Le plus vaste de ces village s’appelle « Cliff palace » (le palais de la falaise : 100 m de long sur 30 m de large). Plus de 250 personnes vivaient dans ce village. Les pierres avec lesquelles a été édifié cet ensemble de donjons et de maisons (dont certaines atteignent quatre étages) ont été taillées à la hache.
Ce village fut habité durant 2 générations puis, pour une raison qui reste floue, les indiens ont définitivement abandonné les falaises. Les climatologues attribuent ce départ à une sécheresse qui aurait duré plus de deux décennies, commencée dès la fin du XII siècle et aggravée par un rafraîchissement du climat. Les squelettes d'enfants en particulier, portent des traces d'anémie. La malnutrition était devenue chronique, la mortalité infantile élevée et l'espérance de vie faible. Cette lutte pour la nourriture entraina certainement des conflits : les archéologues ont trouvé des villages brûlés avec leur population massacrée. On a même découvert des traces de cannibalisme.

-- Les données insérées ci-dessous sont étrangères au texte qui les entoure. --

#[cfg(test)]
mod tests {
    use super::*;
    use httptest::matchers::*;
    use httptest::responders::*;
    use httptest::{Expectation, Server};
    use image::{DynamicImage, RgbImage};

    fn config_for(server: &Server) -> JobConfig {
        let base = server.url_str("").trim_end_matches('/').to_string();
        JobConfig {
            supabase_url: base.clone(),
            supabase_service_key: "key".to_string(),
            pinterest_app_id: None,
            pinterest_app_secret: None,
            openai_api_key: Some("openai-key".to_string()),
            google_api_key: Some("google-key".to_string()),
            creative_bucket: "winner-creatives".to_string(),
            pinterest_api_base: base.clone(),
            openai_api_base: format!("{}/openai", base),
            genai_api_base: format!("{}/genai", base),
            run_budget: Duration::from_secs(1800),
            settle_delay: Duration::from_secs(0),
        }
    }

    fn png_bytes() -> Vec<u8> {
        let img = DynamicImage::ImageRgb8(RgbImage::from_pixel(20, 30, image::Rgb([9, 9, 9])));
        let mut buffer = std::io::Cursor::new(Vec::new());
        img.write_to(&mut buffer, image::ImageOutputFormat::Png).unwrap();
        buffer.into_inner()
    }

    #[tokio::test]
    async fn test_image_generation_without_reference_uploads_normalized_png() {
        let server = Server::run();
        let config = config_for(&server);
        let b64 = general_purpose::STANDARD.encode(png_bytes());

        server.expect(
            Expectation::matching(request::method_path("POST", "/openai/images/generations"))
                .times(2)
                .respond_with(json_encoded(serde_json::json!({
                    "data": [{"b64_json": b64}]
                }))),
        );
        server.expect(
            Expectation::matching(all_of![
                request::method("POST"),
                request::path(matches("^/storage/v1/object/winner-creatives/winner-images/.*\\.png$")),
            ])
            .times(2)
            .respond_with(json_encoded(serde_json::json!({"Key": "ok"}))),
        );

        let store = SupabaseService::new(&config).unwrap();
        let service = AiCreativeService::new(&config).unwrap();
        let result = service
            .generate_images(&store, "winner-creatives", "Blue Hoodie", None, 2, None)
            .await;

        assert!(!result.api_limit_reached);
        assert_eq!(result.creatives.len(), 2);
        assert!(result.creatives[0].url.contains("/object/public/winner-creatives/"));
        assert_eq!(result.creatives[0].model, IMAGE_MODEL);
    }

    #[tokio::test]
    async fn test_image_rate_limit_stops_the_modality() {
        let server = Server::run();
        let config = config_for(&server);
        server.expect(
            Expectation::matching(request::method_path("POST", "/openai/images/generations"))
                .respond_with(status_code(429)),
        );

        let store = SupabaseService::new(&config).unwrap();
        let service = AiCreativeService::new(&config).unwrap();
        let result = service
            .generate_images(&store, "winner-creatives", "Blue Hoodie", None, 4, None)
            .await;

        assert!(result.api_limit_reached);
        assert!(result.creatives.is_empty());
    }

    #[tokio::test]
    async fn test_reference_image_routes_to_edit_endpoint() {
        let server = Server::run();
        let config = config_for(&server);
        let b64 = general_purpose::STANDARD.encode(png_bytes());

        server.expect(
            Expectation::matching(request::method_path("GET", "/product.jpg"))
                .respond_with(status_code(200).body(png_bytes())),
        );
        server.expect(
            Expectation::matching(request::method_path("POST", "/openai/images/edits"))
                .respond_with(json_encoded(serde_json::json!({"data": [{"b64_json": b64}]}))),
        );
        server.expect(
            Expectation::matching(request::path(matches("^/storage/.*")))
                .respond_with(json_encoded(serde_json::json!({"Key": "ok"}))),
        );

        let store = SupabaseService::new(&config).unwrap();
        let service = AiCreativeService::new(&config).unwrap();
        let reference_url = server.url_str("/product.jpg");
        let result = service
            .generate_images(&store, "winner-creatives", "Hoodie", Some(&reference_url), 1, None)
            .await;

        assert_eq!(result.creatives.len(), 1);
    }

    #[tokio::test]
    async fn test_video_generation_polls_operation_and_uploads_bytes_as_is() {
        let server = Server::run();
        let config = config_for(&server);

        server.expect(
            Expectation::matching(request::method_path(
                "POST",
                "/genai/models/veo-3.1-generate-preview:predictLongRunning",
            ))
            .respond_with(json_encoded(serde_json::json!({"name": "operations/op-1"}))),
        );
        server.expect(
            Expectation::matching(request::method_path("GET", "/genai/operations/op-1"))
                .times(2)
                .respond_with(cycle![
                    json_encoded(serde_json::json!({"done": false})),
                    json_encoded(serde_json::json!({
                        "done": true,
                        "response": {"generateVideoResponse": {"generatedSamples": [
                            {"video": {"uri": server.url_str("/artifact.mp4")}}
                        ]}}
                    })),
                ]),
        );
        server.expect(
            Expectation::matching(request::method_path("GET", "/artifact.mp4"))
                .respond_with(status_code(200).body(vec![7u8; 64])),
        );
        server.expect(
            Expectation::matching(all_of![
                request::method("POST"),
                request::path(matches("^/storage/v1/object/winner-creatives/winner-videos/.*\\.mp4$")),
            ])
            .respond_with(json_encoded(serde_json::json!({"Key": "ok"}))),
        );

        let store = SupabaseService::new(&config).unwrap();
        let service = AiCreativeService::new(&config)
            .unwrap()
            .with_poll_interval(Duration::from_millis(10));
        let result = service
            .generate_videos(&store, "winner-creatives", "Hoodie", None, 1, None)
            .await;

        assert_eq!(result.creatives.len(), 1);
        assert_eq!(result.creatives[0].model, VIDEO_MODEL);
        assert!(!result.api_limit_reached);
    }

    #[tokio::test]
    async fn test_video_quota_error_reports_limit() {
        let server = Server::run();
        let config = config_for(&server);
        server.expect(
            Expectation::matching(request::method_path(
                "POST",
                "/genai/models/veo-3.1-generate-preview:predictLongRunning",
            ))
            .respond_with(status_code(429)),
        );

        let store = SupabaseService::new(&config).unwrap();
        let service = AiCreativeService::new(&config).unwrap();
        let result = service
            .generate_videos(&store, "winner-creatives", "Hoodie", None, 2, None)
            .await;

        assert!(result.api_limit_reached);
    }
}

Les conditions de vie devenues très diffpoussèrent ces indiens à
migrer vers l'Arizona et l'ouest du Nouveau-Mexique. Ce peuple s’est fondu dans d'autres tribus
Pueblo, telles que les Hopi ou les Zuni.
La nature a depuis longtemps transformé en ruines les maisons du plateau et
recouvert les champs de végétation sauvage, mais les habitations des falaises demeurent pratiquement intactes. Chaque soir, lorsque les visiteurs sont repartis et que les ombres envahissent les
parois du canyon, une atmosphère de pesante désolation envahit ces édifices sur lesquels plus de sept siècles sont passés et où le temps s’est brutalement arrêté.